Soooo....I finally got around to watching the all too famous movie "Numb'' after having wanted to see it since March. I personally was waayyy too DP'd/DR'd whilst watching it, but this is my critique (not too comprehensive):

It was boring, I'll admit that. I remember another member on here describing it like, ''Even grass grows faster than how long and tedious that movie was" and to some degree I agree. It wasn't too exciting,..and did a semi-good job of portraying DP. I watched this movie with my parents so that they could get a feel for what I'm going thru, but some of the parts were too R-rated and that was kind of embarrassing to sit thru with them (lots of fast-forwarding lol).

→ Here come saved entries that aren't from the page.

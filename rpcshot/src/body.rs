// Copyright 2025 Oxide Computer Company

//! Response body shared by handlers, error rendering and the CORS layer.
//! Request bodies are buffered into `Bytes` before dispatch and never use
//! this type.

use crate::error::ApplicationError;
use http_body_util::combinators::BoxBody;
use http_body_util::BodyExt;
use http_body_util::Full;
use hyper::body::Body as HttpBody;
use hyper::body::Bytes;
use hyper::body::Frame;
use hyper::body::SizeHint;
use serde::Serialize;
use std::convert::Infallible;
use std::pin::Pin;
use std::task::Context;
use std::task::Poll;

type BoxError = Box<dyn std::error::Error + Send + Sync>;

#[derive(Debug)]
pub struct Body(BoxBody<Bytes, BoxError>);

fn never(never: Infallible) -> BoxError {
    match never {}
}

impl Body {
    /// A body with no content, as sent with 204 responses.
    pub fn empty() -> Self {
        Body(http_body_util::Empty::new().map_err(never).boxed())
    }

    pub fn with_content(content: impl Into<Bytes>) -> Self {
        Body(Full::new(content.into()).map_err(never).boxed())
    }

    /// Serializes `value` as JSON.  A value that can't be serialized is an
    /// internal error of the handler that produced it.
    pub fn json<T: Serialize + ?Sized>(
        value: &T,
    ) -> Result<Self, ApplicationError> {
        let content = serde_json::to_vec(value).map_err(|error| {
            ApplicationError::internal(
                "SERIALIZATION_ERROR",
                "failed to serialize result as JSON",
            )
            .with_cause(error)
        })?;
        Ok(Body::with_content(content))
    }
}

impl Default for Body {
    fn default() -> Self {
        Body::empty()
    }
}

impl From<String> for Body {
    fn from(text: String) -> Self {
        Body::with_content(text)
    }
}

impl From<&'static str> for Body {
    fn from(text: &'static str) -> Self {
        Body::with_content(text)
    }
}

impl HttpBody for Body {
    type Data = Bytes;
    type Error = BoxError;

    fn poll_frame(
        mut self: Pin<&mut Self>,
        cx: &mut Context<'_>,
    ) -> Poll<Option<Result<Frame<Bytes>, BoxError>>> {
        Pin::new(&mut self.0).poll_frame(cx)
    }

    fn size_hint(&self) -> SizeHint {
        self.0.size_hint()
    }

    fn is_end_stream(&self) -> bool {
        self.0.is_end_stream()
    }
}
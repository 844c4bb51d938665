//! Scenario Runner

use crate::logging::LogSink;
use crate::status::Status;
use crate::stylize::Stylize;
use std::error::Error;
use std::fmt;
use std::io::Write;

/// A named sequence of stack operations and the diagnosis it should end in.
#[derive(Clone, Copy)]
pub struct Scenario {
    pub name: &'static str,
    pub run: fn(&mut LogSink) -> Status,
    pub expect: Status,
}

impl fmt::Debug for Scenario {
    fn fmt(&self, f: &mut fmt::Formatter<'_>) -> fmt::Result {
        f.debug_struct("Scenario")
         .field("name", &self.name)
         .field("expect", &self.expect)
         .finish()
    }
}

#[derive(Debug, Clone, PartialEq, Eq)]
pub struct ScenarioError {
    pub name: &'static str,
    pub expect: Status,
    pub got: Status,
}

impl fmt::Display for ScenarioError {
    fn fmt(&self, f: &mut fmt::Formatter<'_>) -> Result<(), fmt::Error> {
        write!(f, "{}: expected {}, got {}",
               self.name, self.expect.binary(), self.got.binary())
    }
}

impl Error for ScenarioError {}

/// Run every scenario in order and collect the ones that mismatched.
pub fn run_scenarios(scenarios: &[Scenario], sink: &mut LogSink) -> Vec<ScenarioError> {
    let mut err_results = vec![];

    println!("{}", "Running scenarios ...".style_heading());
    for sc in scenarios {
        let got = (sc.run)(sink);
        if got == sc.expect {
            println!("  - {} [{}]", sc.name.style_name(), "✓".style_pass());
            continue;
        }

        println!("  - {} [{}]", sc.name.style_fail(), "✘".style_fail());
        println!("    Expected:");
        for line in sc.expect.to_string().lines() {
            println!("      {}", line.style_status());
        }
        println!("    Got:");
        for line in got.to_string().lines() {
            println!("      {}", line.style_status());
        }
        if let Err(e) = writeln!(sink.writer(), "Scenario {} mismatched: expected {}, got {}",
                                 sc.name, sc.expect.binary(), got.binary()) {
            log::warn!("could not write to scenario log: {e}");
        }
        err_results.push(ScenarioError { name: sc.name, expect: sc.expect, got });
    }

    if let Err(e) = sink.writer().flush() {
        log::warn!("could not flush scenario log: {e}");
    }
    err_results
}

#[cfg(test)]
mod tests {
    use super::*;

    fn clean(_: &mut LogSink) -> Status {
        Status::OK
    }

    fn empty_pop(sink: &mut LogSink) -> Status {
        writeln!(sink.writer(), "popping nothing").unwrap();
        Status::EMPTY_STACK
    }

    #[test]
    fn collects_mismatches() {
        let dir = tempfile::tempdir().unwrap();
        let path = dir.path().join("log.txt");
        let mut sink = LogSink::open(&path).unwrap();
        let scenarios = [
            Scenario { name: "clean", run: clean, expect: Status::OK },
            Scenario { name: "empty pop", run: empty_pop, expect: Status::EMPTY_STACK },
            Scenario { name: "wrong", run: clean, expect: Status::NULL_DATA },
        ];
        let errs = run_scenarios(&scenarios, &mut sink);
        assert_eq!(errs, vec![ScenarioError { name: "wrong",
                                              expect: Status::NULL_DATA,
                                              got: Status::OK }]);
        assert_eq!(errs[0].to_string(),
                   "wrong: expected 0000000000000001, got 0000000000000000");
        sink.close().unwrap();
        let text = std::fs::read_to_string(&path).unwrap();
        assert!(text.contains("popping nothing"));
        assert!(text.contains("Scenario wrong mismatched"));
    }

    #[cfg(target_os = "linux")]
    #[test]
    fn full_sink_does_not_stop_the_run() {
        let mut sink = LogSink::open("/dev/full").unwrap();
        let wrong = Scenario { name: "wrong", run: clean, expect: Status::NULL_DATA };
        // Enough mismatch lines to overflow the sink's buffer.
        let scenarios = vec![wrong; 32];
        let errs = run_scenarios(&scenarios, &mut sink);
        assert_eq!(errs.len(), 32);
        assert!(sink.close().is_err());
    }

    #[test]
    fn nothing_to_run() {
        assert!(run_scenarios(&[], &mut LogSink::none()).is_empty());
    }
}
#[cfg(all(target_env = "musl", target_pointer_width = "64"))]
use jemallocator::Jemalloc;
#[cfg(all(target_env = "musl", target_pointer_width = "64"))]
#[global_allocator]
static GLOBAL: Jemalloc = Jemalloc;

use canary_stack::harness::run_scenarios;
use canary_stack::logging::{setup_logging, LogSink};
use canary_stack::scenarios::STOCK;
use std::env;
use std::process::exit;

const DEFAULT_LOG: &str = "log.txt";

fn main() {
    setup_logging();
    let args: Vec<String> = env::args().skip(1).collect();
    let path = match &args[..] {
        [path] => path.as_str(),
        [] => DEFAULT_LOG,
        _ => {
            eprintln!("usage: canary-stack [LOG_PATH]");
            exit(2)
        }
    };

    let mut sink = match LogSink::open(path) {
        Ok(sink) => sink,
        Err(e) => {
            log::error!("could not open {path}, dumping to stderr: {e}");
            LogSink::none()
        }
    };

    let errs = run_scenarios(STOCK, &mut sink);

    if sink.is_open() {
        if let Err(e) = sink.close() {
            log::error!("could not close {path}: {e}");
        }
    }

    if !errs.is_empty() {
        for e in errs.iter() {
            eprintln!("{e}");
        }
        exit(1)
    }
}
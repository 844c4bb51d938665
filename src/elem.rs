//! Stack Elements

use std::fmt::Debug;
use std::io::{self, Write};

/// Reserved value marking every slot at or above the logical size.
pub const POISON_VALUE: i32 = 0xC0FFEE;

/// Plain data that can live in a `Stack`.
///
/// # Safety
///
/// The stack checksums elements by reading their raw bytes and lays them out
/// right after an 8-byte guard word. Implementors must have no padding bytes,
/// no invalid bit patterns, no drop glue and an alignment of at most 8.
pub unsafe trait Element: Copy + PartialEq + Debug + 'static {
    /// Can never be pushed, see `POISON_VALUE`.
    const POISON: Self;

    /// Default text rendering used by the dumper.
    fn fmt_elem(&self, w: &mut dyn Write) -> io::Result<()>;
}

macro_rules! plain_elements {
    ($($t:ty),+) => {
        $(unsafe impl Element for $t {
            const POISON: $t = POISON_VALUE as $t;

            fn fmt_elem(&self, w: &mut dyn Write) -> io::Result<()> {
                write!(w, "{}", self)
            }
        })+
    };
}

plain_elements!(i32, i64, u32, u64, isize, usize);
//! Stock Failure Scenarios
//!
//! Each scenario corrupts one thing about a live stack, runs an operation on
//! it and reports the diagnosis. Corrupted fields are restored afterwards so
//! the stack can still be freed.

use crate::dump::Dumper;
use crate::elem::Element;
use crate::harness::Scenario;
use crate::logging::LogSink;
use crate::raw;
use crate::stak::Stack;
use crate::status::Status;
use std::io::Write;

macro_rules! or_return {
    ($e:expr) => {
        match $e {
            Ok(x) => x,
            Err(st) => return st,
        }
    };
}

pub const STOCK: &[Scenario] = &[
    Scenario { name: "normal", run: normal, expect: Status::OK },
    Scenario { name: "thousand and one", run: thousand_and_one, expect: Status::OK },
    Scenario { name: "corrupted size",
               run: corrupted_size,
               expect: Status::INVALID_SIZE.union(Status::STRUCT_HASH_FAIL) },
    Scenario { name: "corrupted canary", run: corrupted_canary, expect: Status::STRUCT_CANARY },
    Scenario { name: "absurd capacity",
               run: absurd_capacity,
               expect: Status::INVALID_CAPACITY.union(Status::STRUCT_HASH_FAIL) },
    Scenario { name: "pop empty", run: pop_empty, expect: Status::EMPTY_STACK },
    Scenario { name: "buffer overrun", run: buffer_overrun, expect: Status::BUFFER_CANARY },
    Scenario { name: "stray write", run: stray_write, expect: Status::BUFFER_HASH_FAIL },
    Scenario { name: "dangling data", run: dangling_data, expect: Status::INVALID_DATA_PTR },
];

const ABSURD_CAPACITY: usize = 1_000_000_000;

fn banner(sink: &mut LogSink, name: &str) {
    if let Err(e) = writeln!(sink.writer(), "=== {name} ===") {
        log::warn!("could not write to scenario log: {e}");
    }
}

/// Dump `s` into the sink unless `st` is clean, then hand `st` back.
fn report<T: Element>(sink: &mut LogSink, s: &Stack<T>, st: Status) -> Status {
    if !st.is_ok() {
        if let Err(e) = Dumper::to_sink(sink).dump(s, st) {
            log::warn!("could not dump stack: {e}");
        }
    }
    st
}

fn status_of<T>(res: Result<T, Status>) -> Status {
    res.err().unwrap_or(Status::OK)
}

fn filled(n: i32) -> Result<Stack<i32>, Status> {
    let mut s = Stack::new(10)?;
    for i in 1..=n {
        s.push(i)?;
    }
    Ok(s)
}

/// Push `1..=n`, then pop `pops` times expecting them back in reverse.
fn push_then_pop(s: &mut Stack<i32>, n: i32, pops: i32) -> Result<(), Status> {
    for i in 1..=n {
        s.push(i)?;
    }
    for want in (n - pops + 1..=n).rev() {
        let got = s.pop()?;
        if got != want {
            log::error!("popped {got}, expected {want}");
            return Err(Status::UNEXP_NORMAL_VAL);
        }
    }
    Ok(())
}

fn expect_contents(s: &Stack<i32>, want: &[i32]) -> Result<(), Status> {
    let got = s.to_vec()?;
    if got != want {
        log::error!("stack holds {got:?}, expected {want:?}");
        return Err(Status::UNEXP_NORMAL_VAL);
    }
    Ok(())
}

fn normal(sink: &mut LogSink) -> Status {
    banner(sink, "normal");
    let mut s = or_return!(Stack::<i32>::new(10));
    let res = push_then_pop(&mut s, 10, 5)
        .and_then(|()| expect_contents(&s, &[1, 2, 3, 4, 5]))
        .and_then(|()| s.destroy());
    report(sink, &s, status_of(res))
}

fn thousand_and_one(sink: &mut LogSink) -> Status {
    banner(sink, "thousand and one");
    let mut s = or_return!(Stack::<i32>::new(10));
    let res = push_then_pop(&mut s, 1001, 1001)
        .and_then(|()| expect_contents(&s, &[]))
        .and_then(|()| s.destroy());
    report(sink, &s, status_of(res))
}

fn corrupted_size(sink: &mut LogSink) -> Status {
    banner(sink, "corrupted size");
    let mut s = or_return!(filled(10));
    let size = s.len();
    unsafe { raw::set_size(&mut s, 100_000) };
    let st = status_of(s.destroy());
    report(sink, &s, st);
    unsafe { raw::set_size(&mut s, size) };
    st
}

fn corrupted_canary(sink: &mut LogSink) -> Status {
    banner(sink, "corrupted canary");
    let mut s = or_return!(filled(10));
    let begin = s.canary_begin;
    unsafe { raw::set_canary_begin(&mut s, 100_000) };
    let st = status_of(s.push(11));
    report(sink, &s, st);
    unsafe { raw::set_canary_begin(&mut s, begin) };
    st
}

fn absurd_capacity(sink: &mut LogSink) -> Status {
    banner(sink, "absurd capacity");
    let mut s = or_return!(filled(10));
    let capacity = s.capacity();
    unsafe { raw::set_capacity(&mut s, ABSURD_CAPACITY) };
    let st = status_of(s.destroy());
    report(sink, &s, st);
    unsafe { raw::set_capacity(&mut s, capacity) };
    st
}

fn pop_empty(sink: &mut LogSink) -> Status {
    banner(sink, "pop empty");
    let mut s = or_return!(Stack::<i32>::new(10));
    let st = status_of(s.pop());
    report(sink, &s, st)
}

fn buffer_overrun(sink: &mut LogSink) -> Status {
    banner(sink, "buffer overrun");
    let mut s = or_return!(filled(10));
    // One slot past the end lands in the trailing guard.
    unsafe {
        let slot = raw::data_ptr(&s).add(s.capacity());
        let saved = slot.read_unaligned();
        slot.write_unaligned(11);
        let st = status_of(s.push(12));
        report(sink, &s, st);
        slot.write_unaligned(saved);
        st
    }
}

fn stray_write(sink: &mut LogSink) -> Status {
    banner(sink, "stray write");
    let mut s = or_return!(filled(5));
    unsafe {
        let slot = raw::data_ptr(&s).add(2);
        let saved = slot.read();
        slot.write(42);
        let st = status_of(s.pop());
        report(sink, &s, st);
        slot.write(saved);
        st
    }
}

fn dangling_data(sink: &mut LogSink) -> Status {
    banner(sink, "dangling data");
    let mut s = or_return!(filled(5));
    let data = unsafe { raw::data_ptr(&s) };
    let dangling = sptr::invalid_mut::<i32>(0x1000 + crate::canary::CANARY_SZ);
    unsafe { raw::set_data(&mut s, dangling) };
    let st = status_of(s.pop());
    report(sink, &s, st);
    unsafe { raw::set_data(&mut s, data) };
    st
}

These are the things that stood out to me the most: (pretty random things)

- Hudson the main character practically wore the same outfit in every scene! Minus the off-yellow flannel shirt and the formal suit at his father's passing.

-Was it just me or were Sara's cheeks really flushed at all times? I kept thinking she had a natural built in blush, or it was excessive makeup?

-Was the research/institute place that Hudson went to the Mount Sinai research unit in N.Y? And was that really Dr. Daphne Simeon?

-The ending was pretty vague...like just left you wondering what the hell would happen to him next...

I can't really think of any more points, but I will add some more as I remember them. All in all, 6/10 for me. Oh, also, the one thing I could relate to the most was his sense of desperation...that's pretty much how I was the first month or two after getting DP. It would have been so inspiring and moving had he or the doctors come up with a solid treatment plan that would get him well, instead of just, ''Okay I've tried all my options...gotta accept this now.''

P.S: I know there are a lot of threads created on this topic, but I was too lazy to search for them. I'm sorry if this is like the 100th topic made...my bad.


----------



## Surfingisfun001 (Sep 25, 2007)

No it wasn't really Daphne. I got to meet Daphne in 2008. She's a brunette and rather short. She autographed my chest.


----------



## voidvoid (Sep 5, 2008)

insaticiable said:


> - Hudson the main character practically wore the same outfit in every scene! Minus the off-yellow flannel shirt and the formal suit at his father's passing.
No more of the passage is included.